比特率通常以kbps表示,是每秒音频处理的数据量:比特率 = 采样率 × 位深度 × 声道数。对于CD立体声,比特率 = 44,100 × 16 × 2 = 1,411.2 kbps。
11. Data Compression: Lossy and Lossless | 数据压缩:有损与无损
Lossless compression reduces file size without losing any information, allowing exact reconstruction of the original data. Techniques include run-length encoding (RLE) and Huffman coding. Examples: PNG, FLAC, ZIP.
无损压缩在减小文件大小的同时不丢失任何信息,可以精确重建原始数据。技术包括游程编码(RLE)和霍夫曼编码。例如:PNG、FLAC、ZIP。

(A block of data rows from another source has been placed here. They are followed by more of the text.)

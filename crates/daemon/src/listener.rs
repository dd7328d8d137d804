// SPDX-License-Identifier: BUSL-1.1
// Copyright (c) 2026 Alfred Jean LLC

//! Per-connection tasks for the control socket.
//!
//! Each connection gets one task that reads framed requests, hands them to
//! the main loop as events, and writes back the response the dispatcher
//! returns. The task never touches supervisor state; a blocked write only
//! stalls its own connection.

use std::io;
use std::os::unix::io::OwnedFd;

use tokio::net::UnixStream;
use tokio::sync::{mpsc, oneshot};
use tokio_util::sync::CancellationToken;
use tracing::debug;

use warden_wire::{MsgStream, ProtocolError};

use crate::event::{ConnId, Event};

/// Run a connection until the peer closes, a read fails, or the supervisor
/// cancels it. Always reports the close back to the main loop.
pub fn run_conn(
    stream: UnixStream,
    conn: ConnId,
    events: mpsc::Sender<Event>,
    token: CancellationToken,
) {
    tokio::spawn(async move {
        let mut stream = MsgStream::new(stream);

        loop {
            let msg = tokio::select! {
                _ = token.cancelled() => break,
                received = stream.recv() => match received {
                    Ok(msg) => msg,
                    Err(ProtocolError::ConnectionClosed) => {
                        debug!("{conn}: peer closed");
                        break;
                    }
                    Err(e) => {
                        debug!("{conn}: read failed: {e}");
                        break;
                    }
                },
            };

            let (reply_tx, reply_rx) = oneshot::channel();
            if events.send(Event::Request { conn, msg, reply: reply_tx }).await.is_err() {
                break;
            }
            let Ok(response) = reply_rx.await else {
                break;
            };

            if let Err(e) = stream.send(&response).await {
                debug!("{conn}: write failed: {e}");
                break;
            }
        }

        let _ = events.send(Event::ConnClosed { conn }).await;
    });
}

/// Wrap a supervisor-held socket end as a tokio stream.
pub fn adopt_stream(fd: OwnedFd) -> io::Result<UnixStream> {
    let stream: std::os::unix::net::UnixStream = fd.into();
    stream.set_nonblocking(true)?;
    UnixStream::from_std(stream)
}
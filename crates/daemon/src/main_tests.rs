// SPDX-License-Identifier: BUSL-1.1
// Copyright (c) 2026 Alfred Jean LLC

//! Flag parsing tests.

use super::*;

fn flags_of(args: &[&str]) -> Flags {
    parse_flags(args.iter().map(|s| s.to_string()))
}

#[test]
fn no_arguments_means_defaults() {
    let flags = flags_of(&[]);
    assert!(!flags.debug);
    assert!(!flags.verbose);
    assert!(!flags.single_user);
    assert!(!flags.safe_boot);
}

#[test]
fn individual_flags() {
    assert!(flags_of(&["-d"]).debug);
    assert!(flags_of(&["-v"]).verbose);
    assert!(flags_of(&["-s"]).single_user);
    assert!(flags_of(&["-x"]).safe_boot);
}

#[test]
fn combined_and_repeated_flags() {
    let flags = flags_of(&["-dv", "-x"]);
    assert!(flags.debug);
    assert!(flags.verbose);
    assert!(flags.safe_boot);
    assert!(!flags.single_user);
}

#[test]
fn unknown_options_do_not_stop_parsing() {
    let flags = flags_of(&["-z", "-d"]);
    assert!(flags.debug);
}

#[test]
fn non_option_arguments_are_ignored() {
    let flags = flags_of(&["bogus", "-v"]);
    assert!(flags.verbose);
}

#[test]
fn usage_lists_every_flag() {
    let mut out = Vec::new();
    usage(&mut out);
    let text = String::from_utf8(out).unwrap();
    for flag in ["-d", "-s", "-v", "-x", "-h"] {
        assert!(text.contains(flag), "usage must mention {flag}");
    }
}
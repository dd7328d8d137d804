// SPDX-License-Identifier: BUSL-1.1
// Copyright (c) 2026 Alfred Jean LLC

//! Request shapes recognized by the supervisor.
//!
//! A request is either a bare string command or a dictionary keyed by the
//! command name. [`Request::parse`] consumes the message: payloads the
//! dispatcher takes ownership of (a submitted job descriptor, a replacement
//! stdio descriptor, an environment mapping) are moved out, and every
//! descriptor left behind in the message is closed before parse returns.

use std::os::unix::io::RawFd;

use crate::{keys, Value};

/// Target of a stdio replacement request.
#[derive(Debug, PartialEq)]
pub enum StdioTarget {
    /// Reopen this path on the next loop turn.
    Path(String),
    /// Duplicate this descriptor immediately. Owned by the dispatcher.
    Fd(RawFd),
}

/// A decoded control request.
#[derive(Debug, PartialEq)]
pub enum Request {
    StartJob(String),
    StopJob(String),
    RemoveJob(String),
    /// Single descriptor or array of descriptors to load.
    SubmitJob(Value),
    SetUserEnvironment(Value),
    UnsetUserEnvironment(String),
    GetUserEnvironment,
    CheckIn,
    ReloadTtys,
    Shutdown,
    GetJobs,
    GetJob(String),
    GetJobWithHandles(String),
    SetUmask(i64),
    GetUmask,
    SetStandardOut(StdioTarget),
    SetStandardError(StdioTarget),
    BatchControl(bool),
    BatchQuery,
    GetResourceLimits,
    SetResourceLimits(Vec<u8>),
    Unknown,
}

impl Request {
    /// Parse a message, adopting owned payloads and closing leftover
    /// descriptors.
    pub fn parse(mut msg: Value) -> Request {
        let req = Self::parse_inner(&mut msg);
        msg.close_fds();
        req
    }

    fn parse_inner(msg: &mut Value) -> Request {
        if let Some(cmd) = msg.as_str() {
            return match cmd {
                keys::GET_USER_ENVIRONMENT => Request::GetUserEnvironment,
                keys::CHECK_IN => Request::CheckIn,
                keys::RELOAD_TTYS => Request::ReloadTtys,
                keys::SHUTDOWN => Request::Shutdown,
                keys::GET_JOBS => Request::GetJobs,
                keys::GET_UMASK => Request::GetUmask,
                keys::BATCH_QUERY => Request::BatchQuery,
                keys::GET_RESOURCE_LIMITS => Request::GetResourceLimits,
                _ => Request::Unknown,
            };
        }

        if msg.as_dict().is_none() {
            return Request::Unknown;
        }

        if let Some(label) = take_string(msg, keys::START_JOB) {
            return Request::StartJob(label);
        }
        if let Some(label) = take_string(msg, keys::STOP_JOB) {
            return Request::StopJob(label);
        }
        if let Some(label) = take_string(msg, keys::REMOVE_JOB) {
            return Request::RemoveJob(label);
        }
        if let Some(payload) = msg.remove(keys::SUBMIT_JOB) {
            return Request::SubmitJob(payload);
        }
        if let Some(mapping) = msg.remove(keys::SET_USER_ENVIRONMENT) {
            return Request::SetUserEnvironment(mapping);
        }
        if let Some(name) = take_string(msg, keys::UNSET_USER_ENVIRONMENT) {
            return Request::UnsetUserEnvironment(name);
        }
        if let Some(label) = take_string(msg, keys::GET_JOB) {
            return Request::GetJob(label);
        }
        if let Some(label) = take_string(msg, keys::GET_JOB_WITH_HANDLES) {
            return Request::GetJobWithHandles(label);
        }
        if let Some(mask) = take_integer(msg, keys::SET_UMASK) {
            return Request::SetUmask(mask);
        }
        if let Some(target) = take_stdio(msg, keys::SET_STANDARD_OUT) {
            return Request::SetStandardOut(target);
        }
        if let Some(target) = take_stdio(msg, keys::SET_STANDARD_ERROR) {
            return Request::SetStandardError(target);
        }
        if let Some(enable) = take_bool(msg, keys::BATCH_CONTROL) {
            return Request::BatchControl(enable);
        }
        if let Some(raw) = take_opaque(msg, keys::SET_RESOURCE_LIMITS) {
            return Request::SetResourceLimits(raw);
        }

        Request::Unknown
    }
}

fn take_string(msg: &mut Value, key: &str) -> Option<String> {
    match msg.remove(key) {
        Some(Value::String(s)) => Some(s),
        Some(other) => {
            // Put a malformed payload back so its descriptors are closed.
            msg.insert(key, other);
            None
        }
        None => None,
    }
}

fn take_integer(msg: &mut Value, key: &str) -> Option<i64> {
    match msg.remove(key) {
        Some(Value::Integer(i)) => Some(i),
        Some(other) => {
            msg.insert(key, other);
            None
        }
        None => None,
    }
}

fn take_bool(msg: &mut Value, key: &str) -> Option<bool> {
    match msg.remove(key) {
        Some(Value::Bool(b)) => Some(b),
        Some(other) => {
            msg.insert(key, other);
            None
        }
        None => None,
    }
}

fn take_opaque(msg: &mut Value, key: &str) -> Option<Vec<u8>> {
    match msg.remove(key) {
        Some(Value::Opaque(raw)) => Some(raw),
        Some(other) => {
            msg.insert(key, other);
            None
        }
        None => None,
    }
}

fn take_stdio(msg: &mut Value, key: &str) -> Option<StdioTarget> {
    match msg.remove(key) {
        Some(Value::String(path)) => Some(StdioTarget::Path(path)),
        Some(Value::Fd(fd)) if fd >= 0 => Some(StdioTarget::Fd(fd)),
        Some(other) => {
            msg.insert(key, other);
            None
        }
        None => None,
    }
}

#[cfg(test)]
#[path = "request_tests.rs"]
mod tests;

Run-length encoding replaces consecutive identical values with a count and the value. For example, ‘AAAAABBBCC’ becomes ‘5A3B2C’.
游程编码用计数和值替换连续相同的值。例如,’AAAAABBBCC’变为’5A3B2C’。
Lossy compression discards perceptually less important information to achieve higher compression ratios, and the original cannot be perfectly restored. Used for JPEG (images), MP3 (sound), and MPEG (video).
有损压缩丢弃感知上不太重要的信息以实现更高的压缩比,且原始数据无法完美还原。用于JPEG(图像)、MP3(声音)和MPEG(视频)。
The choice between lossy and lossless depends on the application: medical imaging requires lossless integrity, while streaming music benefits from lossy compression to save bandwidth.
有损与无损的选择取决于应用场景:医学影像要求无损完整性,而流媒体音乐则受益于有损压缩以节省带宽。
12. Check Digits and Simple Error Detection | 校验位与简单错误检测
A check digit is an additional digit appended to a code to verify its integrity during entry or transmission. The most common method is the modulus check, such as ISBN-13’s final digit.
校验位是附加在代码后的一位数字,用于在输入或传输过程中验证其完整性。最常见的方法是模数校验,例如ISBN-13的最后一位数字。
Parity bits are added to a binary string to make the number of 1s either even (even parity) or odd (odd parity). A single parity bit can detect an odd number of bit errors but cannot correct them.
奇偶校验位添加到二进制串中,使1的个数为偶数(偶校验)或奇数(奇校验)。单个奇偶校验位可以检测奇数个比特错误,但不能纠正它们。
More robust error detection schemes like CRC (Cyclic Redundancy Check) and checksums are used in network protocols and file integrity checks.
更强大的错误检测方案,如循环冗余校验(CRC)和校验和,被用于网络协议和文件完整性检查。
In exam questions, you may be asked to calculate a check digit using a modulo-11 algorithm or to verify a received code using parity. Understand the limitations: simple parity cannot detect even-bit errors.
在考试问题中,可能会要求你用模11算法计算校验位,或用奇偶校验验证接收到的代码。理解其局限性:简单的奇偶校验无法检测偶数比特的错误。